Read The Angels of Lovely Lane Online
Authors: Nadine Dorries
Sister Ryan stopped talking to make sure everyone was still standing, then:
‘Mr Nightlinger, open a fridge, would you, and let the girls see their first cadaver.’
Mr Nightlinger had been perched on a wooden stool while Sister Ryan spoke. He slipped from the stool with no great hurry and walked towards a small square metal door. With a flourish, and with a movement so rapid that he took the girls by surprise, he pulled the fridge handle down. A body shot out among them on well-oiled runners. The screams of twenty-one nurses filled the air. Mr Nightlinger always presented the grimmest body he had in store. This one was an elderly tramp. Despite the best efforts of the mortuary staff and the frosty paleness of his skin, he did not look contented or serene.
A grin slowly spread across Mr Nightlinger’s face just as a loud thud announced that one of the girls had passed out cold.
‘Oh, what a shame,’ said Pammy to Dana, as they turned round to see who it was. ‘What comes around goes around, eh?’
Behind them, Nurse Celia Forsyth lay flat on her back on the cold grey tiled floor.
Jake and Martha left the cinema hand in hand. Jake had sat with his arm around Martha’s shoulder throughout the film. He felt more like a man than he had ever done before.
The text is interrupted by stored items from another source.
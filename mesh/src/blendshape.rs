//! Blendshape (morph target) delta compression.
//!
//! Every (vertex, shape) pair with a non-zero delta becomes one tuple
//! `(shape, position, normal, tangent)` of indices into a shared delta pool.
//! Pool entry 0 is the zero delta, so components that do not move cost
//! nothing. Tuples of one vertex are contiguous and in ascending shape order;
//! `blendshape_offsets` / `blendshape_counts` give each vertex its range.
//!
//! With delta remapping enabled, identical deltas collapse to one pool entry.

use rayon::prelude::*;
use serde::{Deserialize, Serialize};

use crate::buffer::{AttributeBuffer, bindings};
use crate::config::{BlendshapePolicy, IndexStorage};
use crate::error::MeshError;
use crate::remap::remap;
use crate::vertex::{Delta3, Vertex, is_zero3};

/// Shape-level description of compiled blendshape data.
#[derive(Debug, Clone, PartialEq, Eq, Default, Serialize, Deserialize)]
pub struct BlendshapeSummary {
    /// Shape names by shape index.
    pub shape_names: Vec<String>,
    /// Number of `(vertex, shape)` tuples.
    pub tuple_count: usize,
    /// Number of pool entries, including the zero sentinel.
    pub pool_size: usize,
    /// Whether the pool was deduplicated.
    pub remapped: bool,
}

/// Result of [`compile_blendshapes`].
#[derive(Debug, Clone)]
pub struct CompiledBlendshapes {
    /// Summary stored with the mesh.
    pub summary: BlendshapeSummary,
    /// Emitted buffers.
    pub buffers: Vec<AttributeBuffer>,
}

/// Compile blendshape buffers.
///
/// Returns `None` when blendshapes are disabled or no vertex has a non-zero
/// delta.
pub fn compile_blendshapes(
    vertices: &[Vertex],
    shape_names: &[String],
    policy: BlendshapePolicy,
    index_storage: IndexStorage,
) -> Result<Option<CompiledBlendshapes>, MeshError> {
    crate::profile_function!();

    if !policy.enabled {
        return Ok(None);
    }

    let mut pool = vec![Delta3::default()];
    let mut tuples: Vec<[u32; 4]> = Vec::new();
    let mut offsets = Vec::with_capacity(vertices.len());
    let mut counts = Vec::with_capacity(vertices.len());

    for vertex in vertices {
        let start = tuples.len();
        for (&shape, delta) in &vertex.blendshapes {
            if delta.is_zero() {
                continue;
            }
            let position = pool_index(&delta.position, &mut pool);
            let normal = pool_index(&delta.normal, &mut pool);
            let tangent = pool_index(&delta.tangent, &mut pool);
            tuples.push([shape, position, normal, tangent]);
        }
        offsets.push(start as u32);
        counts.push((tuples.len() - start) as u32);
    }

    if tuples.is_empty() {
        log::debug!("No non-zero blendshape deltas; blendshape buffers not emitted");
        return Ok(None);
    }

    let raw_size = pool.len();
    if policy.remap_deltas {
        let remapped = remap(&pool, true);
        tuples.par_iter_mut().for_each(|tuple| {
            for component in &mut tuple[1..] {
                *component = remapped.canonical(*component as usize);
            }
        });
        pool = remapped.unique;
    }

    log::debug!(
        "Blendshapes: {} tuples, delta pool {} -> {}",
        tuples.len(),
        raw_size,
        pool.len()
    );

    let mut deltas = vec![0.0f32; pool.len() * 4];
    deltas
        .par_chunks_mut(4)
        .zip(pool.par_iter())
        .for_each(|(slot, delta)| slot[..3].copy_from_slice(&delta.0));

    let shape_count = tuples
        .iter()
        .map(|t| t[0] as usize + 1)
        .max()
        .unwrap_or(0)
        .max(shape_names.len());
    let mut names = shape_names.to_vec();
    names.resize_with(shape_count, String::new);

    let storage = index_storage.component_type();
    let flat: Vec<u32> = tuples.iter().flatten().copied().collect();
    let buffers = vec![
        AttributeBuffer::from_indices(bindings::BLENDSHAPE_OFFSETS, storage, 1, &offsets)?,
        AttributeBuffer::from_indices(bindings::BLENDSHAPE_COUNTS, storage, 1, &counts)?,
        AttributeBuffer::from_indices(bindings::BLENDSHAPE_INDICES, storage, 4, &flat)?,
        AttributeBuffer::from_f32(bindings::BLENDSHAPE_DELTAS, 4, deltas)?,
    ];

    Ok(Some(CompiledBlendshapes {
        summary: BlendshapeSummary {
            shape_names: names,
            tuple_count: tuples.len(),
            pool_size: pool.len(),
            remapped: policy.remap_deltas,
        },
        buffers,
    }))
}

/// Append a non-zero delta to the pool; zero maps to the sentinel.
fn pool_index(delta: &[f32; 3], pool: &mut Vec<Delta3>) -> u32 {
    if is_zero3(delta) {
        return 0;
    }
    pool.push(Delta3(*delta));
    (pool.len() - 1) as u32
}

#[cfg(test)]
mod tests {
    use super::*;
    use crate::vertex::BlendshapeDelta;

    fn buffer<'a>(out: &'a CompiledBlendshapes, name: &str) -> &'a AttributeBuffer {
        out.buffers.iter().find(|b| b.name() == name).unwrap()
    }

    fn compile(vertices: &[Vertex], remap_deltas: bool) -> Option<CompiledBlendshapes> {
        compile_blendshapes(
            vertices,
            &["smile".to_string(), "blink".to_string()],
            BlendshapePolicy {
                enabled: true,
                remap_deltas,
            },
            IndexStorage::Int,
        )
        .unwrap()
    }

    #[test]
    fn single_position_delta() {
        let vertices = vec![
            Vertex::new([0.0; 3]).with_blendshape(0, BlendshapeDelta::position([0.0, 1.0, 0.0])),
            Vertex::new([1.0; 3]),
        ];
        let out = compile(&vertices, true).unwrap();
        assert_eq!(out.summary.pool_size, 2);
        assert_eq!(out.summary.tuple_count, 1);
        assert_eq!(
            buffer(&out, bindings::BLENDSHAPE_INDICES).as_i32(),
            Some(&[0, 1, 0, 0][..])
        );
        assert_eq!(
            buffer(&out, bindings::BLENDSHAPE_DELTAS).as_f32(),
            Some(&[0.0, 0.0, 0.0, 0.0, 0.0, 1.0, 0.0, 0.0][..])
        );
        assert_eq!(
            buffer(&out, bindings::BLENDSHAPE_OFFSETS).as_i32(),
            Some(&[0, 1][..])
        );
        assert_eq!(
            buffer(&out, bindings::BLENDSHAPE_COUNTS).as_i32(),
            Some(&[1, 0][..])
        );
    }

    #[test]
    fn remap_collapses_shared_deltas() {
        let shared = BlendshapeDelta::position([0.5, 0.0, 0.0]).with_normal([0.5, 0.0, 0.0]);
        let vertices = vec![
            Vertex::new([0.0; 3]).with_blendshape(0, shared),
            Vertex::new([1.0; 3]).with_blendshape(1, shared),
        ];
        let raw = compile(&vertices, false).unwrap();
        let remapped = compile(&vertices, true).unwrap();
        assert_eq!(raw.summary.pool_size, 5);
        assert_eq!(remapped.summary.pool_size, 2);
        assert_eq!(
            buffer(&remapped, bindings::BLENDSHAPE_INDICES).as_i32(),
            Some(&[0, 1, 1, 0, 1, 1, 1, 0][..])
        );
    }

    #[test]
    fn zero_deltas_are_skipped() {
        let vertices = vec![Vertex::new([0.0; 3]).with_blendshape(0, BlendshapeDelta::default())];
        assert!(compile(&vertices, true).is_none());
    }

    #[test]
    fn disabled_policy() {
        let vertices = vec![
            Vertex::new([0.0; 3]).with_blendshape(0, BlendshapeDelta::position([1.0, 0.0, 0.0])),
        ];
        let out = compile_blendshapes(
            &vertices,
            &[],
            BlendshapePolicy {
                enabled: false,
                remap_deltas: true,
            },
            IndexStorage::Int,
        )
        .unwrap();
        assert!(out.is_none());
    }

    #[test]
    fn shapes_sorted_and_decodable() {
        let base = [1.0, 2.0, 3.0];
        let vertices = vec![
            Vertex::new(base)
                .with_blendshape(1, BlendshapeDelta::position([0.0, 0.0, 1.0]))
                .with_blendshape(0, BlendshapeDelta::position([1.0, 0.0, 0.0])),
        ];
        let out = compile(&vertices, true).unwrap();
        let indices = buffer(&out, bindings::BLENDSHAPE_INDICES);
        let deltas = buffer(&out, bindings::BLENDSHAPE_DELTAS);
        assert_eq!(indices.index_at(0, 0), Some(0));
        assert_eq!(indices.index_at(1, 0), Some(1));

        let decode = |tuple: usize| {
            let slot = indices.index_at(tuple, 1).unwrap() as usize;
            let d = deltas.element_f32(slot).unwrap();
            [base[0] + d[0], base[1] + d[1], base[2] + d[2]]
        };
        assert_eq!(decode(0), [2.0, 2.0, 3.0]);
        assert_eq!(decode(1), [1.0, 2.0, 4.0]);
    }

    #[test]
    fn float_storage_and_unnamed_shapes() {
        let vertices = vec![
            Vertex::new([0.0; 3]).with_blendshape(3, BlendshapeDelta::position([1.0, 0.0, 0.0])),
        ];
        let out = compile_blendshapes(
            &vertices,
            &["a".to_string()],
            BlendshapePolicy::default(),
            IndexStorage::Float,
        )
        .unwrap()
        .unwrap();
        assert_eq!(out.summary.shape_names.len(), 4);
        assert_eq!(
            buffer(&out, bindings::BLENDSHAPE_INDICES).as_f32(),
            Some(&[3.0, 1.0, 0.0, 0.0][..])
        );
    }
}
‘That Diana Dors, did you see her hair?’ Martha’s voice was full of excitement. ‘Everything about her was so sophisticated. I’ll never be like that, Jake. My hair will never shine like that. It was so beautiful.’
It hadn’t exactly been Diana Dors’s hair or her sophistication that had impressed Jake. There were moments in the film when he had to remember to check that his mouth wasn’t hanging open, but he was keeping quiet. He didn’t want to do or say anything that would make his Martha feel less than the beautiful princess he thought she was.
‘She was very pretty, but not as pretty as you, Martha. She has a long way to go there yet to catch you up.’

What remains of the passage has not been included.